Fig. 2 _ Da Sx a Dx: “Vancali” scialle da donna in seta e la lavorazione al telaio dei “Pezzare”

Nella provincia di Cosenza sono realizzati tappeti e coperte con tecniche d’ispirazione araba, che si distinguono per i loro colori vivaci e luminosi e scene che richiamano il paesaggio del territorio locale. In questa provincia in comuni quali: S. Demetrio Corone, S. Benedetto Ullano, Falconara Albanese e Cerzeto alla fine del Quattrocento circa, si rifugiarono gli esuli albanesi, fuggiti dalle incursioni turche in patria. Questi anche in terra calabra mantennero i loro usi e costumi, la loro lingua e le loro arti, che per quanto concerne la tessitura nelle decorazioni trova richiami nella tradizione della patria balcanica, con forme e disegni che riproducono scene delle loro vicissitudini di essere stati sradicati dalla propria terra d’origine. Tali rappresentazioni nella tessitura sono arrivate ai giorni nostri tramite capi pregiati, conservatesi nel tempo, e attraverso l’uso di tramandare le tecniche per la realizzazione di queste decorazioni alle nuove generazioni di tessitrici. Tra le decorazioni Arbëreshë si distinguono: la lancia e lo scudo simboli delle armi dei guerrieri che combattevano contro i turchi, l’aquila, che è l’immagine di Scanderbeg, il principe che li guidò e che fu il loro capo e la barca che richiama il viaggio dall’Albania verso terre più sicure; mentre nella provincia di Crotone si realizzano, coperte di lana con disegni tradizionali.
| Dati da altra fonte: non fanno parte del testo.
//! Sequential reader over the raw bytes of a GIF.
//!
//! Reads never fail. Once the cursor passes the end of the buffer, missing bytes read as
//! zero and slices come back short; `overrun()` records that this happened so a strict
//! caller can turn it into an error.

pub(crate) struct ByteStream {
    data: Vec<u8>,
    position: usize,
    overrun: bool,
}

impl ByteStream {
    pub(crate) fn new(data: Vec<u8>) -> Self {
        Self {
            data,
            position: 0,
            overrun: false,
        }
    }

    pub(crate) fn position(&self) -> usize {
        self.position
    }

    pub(crate) fn len(&self) -> usize {
        self.data.len()
    }

    pub(crate) fn is_exhausted(&self) -> bool {
        self.position >= self.data.len()
    }

    pub(crate) fn overrun(&self) -> bool {
        self.overrun
    }

    pub(crate) fn read_byte(&mut self) -> u8 {
        match self.data.get(self.position) {
            Some(&byte) => {
                self.position += 1;
                byte
            }
            None => {
                self.overrun = true;
                0
            }
        }
    }

    pub(crate) fn read_u16(&mut self) -> u16 {
        // GIF89a: multi-byte numeric fields are little endian
        u16::from_le_bytes([self.read_byte(), self.read_byte()])
    }

    pub(crate) fn read_bytes(&mut self, count: usize) -> &[u8] {
        let start = self.position.min(self.data.len());
        let end = start.saturating_add(count).min(self.data.len());
        if end - start < count {
            self.overrun = true;
        }
        self.position = end;
        &self.data[start..end]
    }

    /// Next `count` bytes as Latin-1 text.
    pub(crate) fn read_string(&mut self, count: usize) -> String {
        latin1(self.read_bytes(count))
    }

    /// Concatenated payload of a sub-block sequence, as Latin-1 text.
    pub(crate) fn read_sub_blocks(&mut self) -> String {
        latin1(&self.read_sub_blocks_as_vec())
    }

    pub(crate) fn read_sub_blocks_as_vec(&mut self) -> Vec<u8> {
        let mut result = Vec::new();
        self.for_each_sub_block(|block| result.extend_from_slice(block));
        result
    }

    pub(crate) fn skip_sub_blocks(&mut self) {
        self.for_each_sub_block(|_| {});
    }

    fn for_each_sub_block(&mut self, mut f: impl FnMut(&[u8])) {
        // a stream without a terminator just runs into the end of the buffer
        while !self.is_exhausted() {
            let block_size = self.read_byte();
            if block_size == 0 {
                break;
            }
            f(self.read_bytes(block_size.into()));
        }
    }
}

fn latin1(bytes: &[u8]) -> String {
    bytes.iter().map(|&byte| byte as char).collect()
}

#[cfg(test)]
mod tests {
    use super::ByteStream;

    #[test]
    fn reads_little_endian_fields() {
        let mut stream = ByteStream::new(vec![0x0a, 0x00, 0x34, 0x12, 0xff]);
        assert_eq!(stream.read_u16(), 10);
        assert_eq!(stream.read_u16(), 0x1234);
        assert_eq!(stream.read_byte(), 0xff);
        assert!(stream.is_exhausted());
        assert!(!stream.overrun());
    }

    #[test]
    fn sub_blocks_are_concatenated() {
        let mut stream = ByteStream::new(vec![3, b'a', b'b', b'c', 2, b'd', b'e', 0, 0x3b]);
        assert_eq!(stream.read_sub_blocks(), "abcde");
        assert_eq!(stream.read_byte(), 0x3b);
    }

    #[test]
    fn strings_are_latin1() {
        let mut stream = ByteStream::new(vec![b'G', 0xe9, 0xff]);
        assert_eq!(stream.read_string(3), "G\u{e9}\u{ff}");
    }

    #[test]
    fn truncated_sub_blocks_return_what_is_available() {
        let mut stream = ByteStream::new(vec![5, 1, 2]);
        assert_eq!(stream.read_sub_blocks_as_vec(), vec![1, 2]);
        assert!(stream.is_exhausted());
        assert!(stream.overrun());
    }

    #[test]
    fn missing_terminator_stops_at_end_of_buffer() {
        let mut stream = ByteStream::new(vec![1, 7, 1, 8]);
        assert_eq!(stream.read_sub_blocks_as_vec(), vec![7, 8]);
        assert_eq!(stream.position(), stream.len());
    }

    #[test]
    fn reads_past_end_yield_zero() {
        let mut stream = ByteStream::new(vec![1]);
        assert_eq!(stream.read_byte(), 1);
        assert!(!stream.overrun());
        assert_eq!(stream.read_u16(), 0);
        assert_eq!(stream.read_bytes(4), &[] as &[u8]);
        assert!(stream.overrun());
        assert_eq!(stream.position(), 1);
    }
}
//! Create `point_items` join table.
//! Both foreign keys are enforced so no association can reference a missing point or item.
use sea_orm_migration::{prelude::*, schema::*};

#[derive(DeriveMigrationName)]
pub struct Migration;

#[async_trait::async_trait]
impl MigrationTrait for Migration {
    async fn up(&self, manager: &SchemaManager) -> Result<(), DbErr> {
        manager
            .create_table(
                Table::create()
                    .table(PointItem::Table)
                    .if_not_exists()
                    .col(pk_auto(PointItem::Id))
                    .col(integer(PointItem::PointId).not_null())
                    .col(integer(PointItem::ItemId).not_null())
                    .foreign_key(
                        ForeignKey::create()
                            .name("fk_point_items_point")
                            .from(PointItem::Table, PointItem::PointId)
                            .to(Point::Table, Point::Id)
                            .on_delete(ForeignKeyAction::Cascade)
                            .on_update(ForeignKeyAction::Cascade),
                    )
                    .foreign_key(
                        ForeignKey::create()
                            .name("fk_point_items_item")
                            .from(PointItem::Table, PointItem::ItemId)
                            .to(Item::Table, Item::Id)
                            .on_delete(ForeignKeyAction::Restrict)
                            .on_update(ForeignKeyAction::Cascade),
                    )
                    .to_owned(),
            )
            .await
    }

    async fn down(&self, manager: &SchemaManager) -> Result<(), DbErr> {
        manager.drop_table(Table::drop().table(PointItem::Table).to_owned()).await
    }
}

#[derive(DeriveIden)]
enum PointItem {
    #[sea_orm(iden = "point_items")]
    Table,
    Id,
    PointId,
    ItemId,
}

#[derive(DeriveIden)]
enum Point {
    #[sea_orm(iden = "points")]
    Table,
    Id,
}

#[derive(DeriveIden)]
enum Item {
    #[sea_orm(iden = "items")]
    Table,
    Id,
}
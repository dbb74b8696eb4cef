use std::collections::HashMap;

use axum::{
    extract::{Multipart, Path, Query, State},
    Json,
};
use service::point::domain::{CreatePoint, PointDetail, PointFilter, PointView};
use tracing::{info, warn};

use crate::{errors::JsonApiError, routes::ServerState};

#[utoipa::path(
    get, path = "/points", tag = "points",
    params(
        ("city" = Option<String>, Query, description = "Exact city name"),
        ("uf" = Option<String>, Query, description = "Exact state code"),
        ("items" = Option<String>, Query, description = "Comma-separated item ids, e.g. 1,2")
    ),
    responses(
        (status = 200, description = "Matching points", body = [crate::openapi::PointViewDoc]),
        (status = 500, description = "List Failed", body = crate::openapi::ErrorDoc)
    )
)]
pub async fn list(State(state): State<ServerState>, Query(filter): Query<PointFilter>) -> Result<Json<Vec<PointView>>, JsonApiError> {
    let points = state.points.list(filter).await?;
    Ok(Json(points))
}

#[utoipa::path(
    get, path = "/points/{id}", tag = "points",
    params(("id" = i32, Path, description = "Point ID")),
    responses(
        (status = 200, description = "Point with item titles", body = crate::openapi::PointDetailDoc),
        (status = 400, description = "Point not found", body = crate::openapi::ErrorDoc)
    )
)]
pub async fn show(State(state): State<ServerState>, Path(id): Path<String>) -> Result<Json<PointDetail>, JsonApiError> {
    let detail = state.points.show(&id).await?;
    Ok(Json(detail))
}

#[utoipa::path(
    post, path = "/points", tag = "points",
    request_body(content = crate::openapi::CreatePointFormDoc, content_type = "multipart/form-data"),
    responses(
        (status = 200, description = "Created", body = crate::openapi::PointDoc),
        (status = 400, description = "Malformed form", body = crate::openapi::ErrorDoc),
        (status = 500, description = "Create Failed", body = crate::openapi::ErrorDoc)
    )
)]
pub async fn create(State(state): State<ServerState>, multipart: Multipart) -> Result<Json<models::point::Model>, JsonApiError> {
    let mut form = PointForm::read(multipart).await?;
    let Some((original_name, bytes)) = form.image.take() else {
        return Err(JsonApiError::bad_request("image is required"));
    };
    // 先校验文本字段，避免为无效请求落盘文件
    let mut input = form.into_input()?;

    let image = state.uploads.save(&original_name, &bytes).await?;
    info!(%image, size = bytes.len(), "point_create_request");
    input.image = image.clone();

    match state.points.create(input).await {
        Ok(created) => Ok(Json(created)),
        Err(e) => {
            warn!(%image, "removing upload of failed point");
            state.uploads.remove(&image).await;
            Err(e.into())
        }
    }
}

/// Raw multipart fields of a registration request.
#[derive(Default)]
struct PointForm {
    fields: HashMap<String, String>,
    image: Option<(String, Vec<u8>)>,
}

impl PointForm {
    async fn read(mut multipart: Multipart) -> Result<Self, JsonApiError> {
        let mut form = PointForm::default();
        while let Some(field) = multipart
            .next_field()
            .await
            .map_err(|e| JsonApiError::bad_request(format!("malformed multipart body: {e}")))?
        {
            let Some(name) = field.name().map(str::to_owned) else { continue };
            if name == "image" {
                let original = field.file_name().unwrap_or("image").to_owned();
                let bytes = field
                    .bytes()
                    .await
                    .map_err(|e| JsonApiError::bad_request(format!("cannot read image: {e}")))?;
                form.image = Some((original, bytes.to_vec()));
            } else {
                let text = field
                    .text()
                    .await
                    .map_err(|e| JsonApiError::bad_request(format!("cannot read field {name}: {e}")))?;
                form.fields.insert(name, text);
            }
        }
        Ok(form)
    }

    fn text(&mut self, name: &str) -> Result<String, JsonApiError> {
        self.fields
            .remove(name)
            .ok_or_else(|| JsonApiError::bad_request(format!("missing field {name}")))
    }

    fn number(&mut self, name: &str) -> Result<f64, JsonApiError> {
        let raw = self.text(name)?;
        raw.trim()
            .parse::<f64>()
            .ok()
            .filter(|v| v.is_finite())
            .ok_or_else(|| JsonApiError::bad_request(format!("field {name} must be a number")))
    }

    /// Text fields as a `CreatePoint`; `image` is filled in once the upload is stored.
    fn into_input(mut self) -> Result<CreatePoint, JsonApiError> {
        Ok(CreatePoint {
            name: self.text("name")?,
            email: self.text("email")?,
            whatsapp: self.text("whatsapp")?,
            latitude: self.number("latitude")?,
            longitude: self.number("longitude")?,
            city: self.text("city")?,
            uf: self.text("uf")?,
            items: self.text("items")?,
            image: String::new(),
        })
    }
}
use thiserror::Error;

#[derive(Debug, Error)]
pub enum ServiceError {
    #[error("not found: {0}")]
    NotFound(String),
    #[error("database error: {0}")]
    Db(String),
    #[error("transaction failed: {0}")]
    TransactionFailure(String),
    #[error("upload error: {0}")]
    Upload(String),
    #[error("model error: {0}")]
    Model(#[from] models::errors::ModelError),
}

impl ServiceError {
    pub fn not_found(entity: &str) -> Self { Self::NotFound(format!("{} not found", entity)) }

    /// Stable numeric code for external mapping/logging
    pub fn code(&self) -> u16 {
        match self {
            ServiceError::NotFound(_) => 1003,
            ServiceError::Db(_) => 1200,
            ServiceError::TransactionFailure(_) => 1201,
            ServiceError::Upload(_) => 1300,
            ServiceError::Model(_) => 1400,
        }
    }
}
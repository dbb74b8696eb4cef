use sea_orm::{DatabaseConnection, DatabaseTransaction, TransactionTrait};
use tracing::{debug, warn};

use models::{item, point, point_item};

use crate::errors::ServiceError;
use crate::point::domain::ItemSelection;
use crate::point::repository::PointRepository;

/// SeaORM-backed repository implementation.
pub struct SeaOrmPointRepository {
    pub db: DatabaseConnection,
}

impl SeaOrmPointRepository {
    pub fn new(db: DatabaseConnection) -> Self { Self { db } }
}

#[async_trait::async_trait]
impl PointRepository for SeaOrmPointRepository {
    async fn list_filtered(&self, city: &str, uf: &str, item_ids: &[i32]) -> Result<Vec<point::Model>, ServiceError> {
        Ok(point::find_by_city_uf_items(&self.db, city, uf, item_ids).await?)
    }

    async fn get(&self, id: i32) -> Result<Option<point::Model>, ServiceError> {
        Ok(point::find(&self.db, id).await?)
    }

    async fn item_titles(&self, point_id: i32) -> Result<Vec<String>, ServiceError> {
        Ok(item::titles_for_point(&self.db, point_id).await?)
    }

    async fn create_with_items(&self, new: point::NewPoint, items: &ItemSelection) -> Result<point::Model, ServiceError> {
        let txn = self.db.begin().await.map_err(|e| ServiceError::TransactionFailure(e.to_string()))?;
        match insert_point_with_items(&txn, new, items).await {
            Ok(created) => {
                txn.commit().await.map_err(|e| ServiceError::TransactionFailure(e.to_string()))?;
                Ok(created)
            }
            Err(e) => {
                if let Err(rb) = txn.rollback().await {
                    warn!(error = %rb, "point_create_rollback_failed");
                }
                Err(e)
            }
        }
    }
}

/// Body of the create transaction. Every error here leaves `txn` to be rolled back.
async fn insert_point_with_items(
    txn: &DatabaseTransaction,
    new: point::NewPoint,
    items: &ItemSelection,
) -> Result<point::Model, ServiceError> {
    let created = point::insert(txn, new)
        .await
        .map_err(|e| ServiceError::TransactionFailure(e.to_string()))?;
    debug!(point_id = created.id, "point_row_inserted");

    // 非数字的 item id 无法建立关联，整笔事务作废
    if items.has_unparsable() {
        return Err(ServiceError::TransactionFailure("item list contains a non-numeric id".into()));
    }

    let ids = items.matchable_ids();
    let linked = point_item::insert_batch(txn, created.id, &ids)
        .await
        .map_err(|e| ServiceError::TransactionFailure(e.to_string()))?;
    debug!(point_id = created.id, linked, "point_items_inserted");
    Ok(created)
}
Nella provincia di Reggio Calabria e in particolare nell’Area Grecanica, quell’area geografica del basso Jonio reggino, che definisce quel territorio dalle caratteristiche socio – linguistiche e culturali anticamente appartenute alla Magna Grecia, culla secolare di quella minoranza linguistica ellenofona di Calabria, dove ancora oggi in alcuni territori comunali della stessa si parla il grecanico e definiti ellenofoni, quali: Bova, Bova Marina, Condofuri, Roghudi e Roccaforte del Greco, nella vallata della fiumara dell’Amendolea, si praticava e si pratica tutt’oggi l’artigianato grecanico, che è l’espressione che caratterizza le comunità che vi risiedono e che si esprime nella cosiddetta “arte dei pastori”; un artigianato prodotto sempre in ruolo strettamente funzionale all’aspro territorio d’appartenenza degli artigiani e della vita quotidiana che si svolgeva in esso. Nell’arte dei pastori, dove si sfruttava quello che il territorio poteva offrire loro mettendo in pratica il sapere ereditato, 11


di rilevante importanza era l’arte della tessitura, praticata dalle donne specialmente nelle giornate invernali quando non erano impegnate nei campi e durante il tempo libero, quando non dovevano accudire ai loro figli e svolgere le faccende domestiche, fino a sera inoltrata. I filati utilizzati per tessere erano di fibre di: lana, ricavata dalla tosatura del bestiame che poi era cardata e filata; e di ginestra utilizzata in sostituzione di fibre più pregiate come la seta, il lino e la canapa, che pur essendo ampiamente lavorate fino agli anni ‘50 del Novecento, erano considerate materie nobili che i più benestanti potevano permettersi. La ginestra invece che abbondava sul territorio aspromontano era alla portata di tutti, e garantiva la tessitura di capi da biancheria e d’abbigliamento. La produzione del filato di ginestra era eseguita dalle donne, ricordo ancora vari racconti di nonna Elisabetta, che nel greto della fiumara dell’Amendolea preparava le fibre per il suo filato di ginestra, da utilizzare nella tessitura delle coperte chiamate “Vutane” o delle “Pezzare”, per tappeti e per decorare le pareti interne della propria abitazione, al suo telaio a pedale.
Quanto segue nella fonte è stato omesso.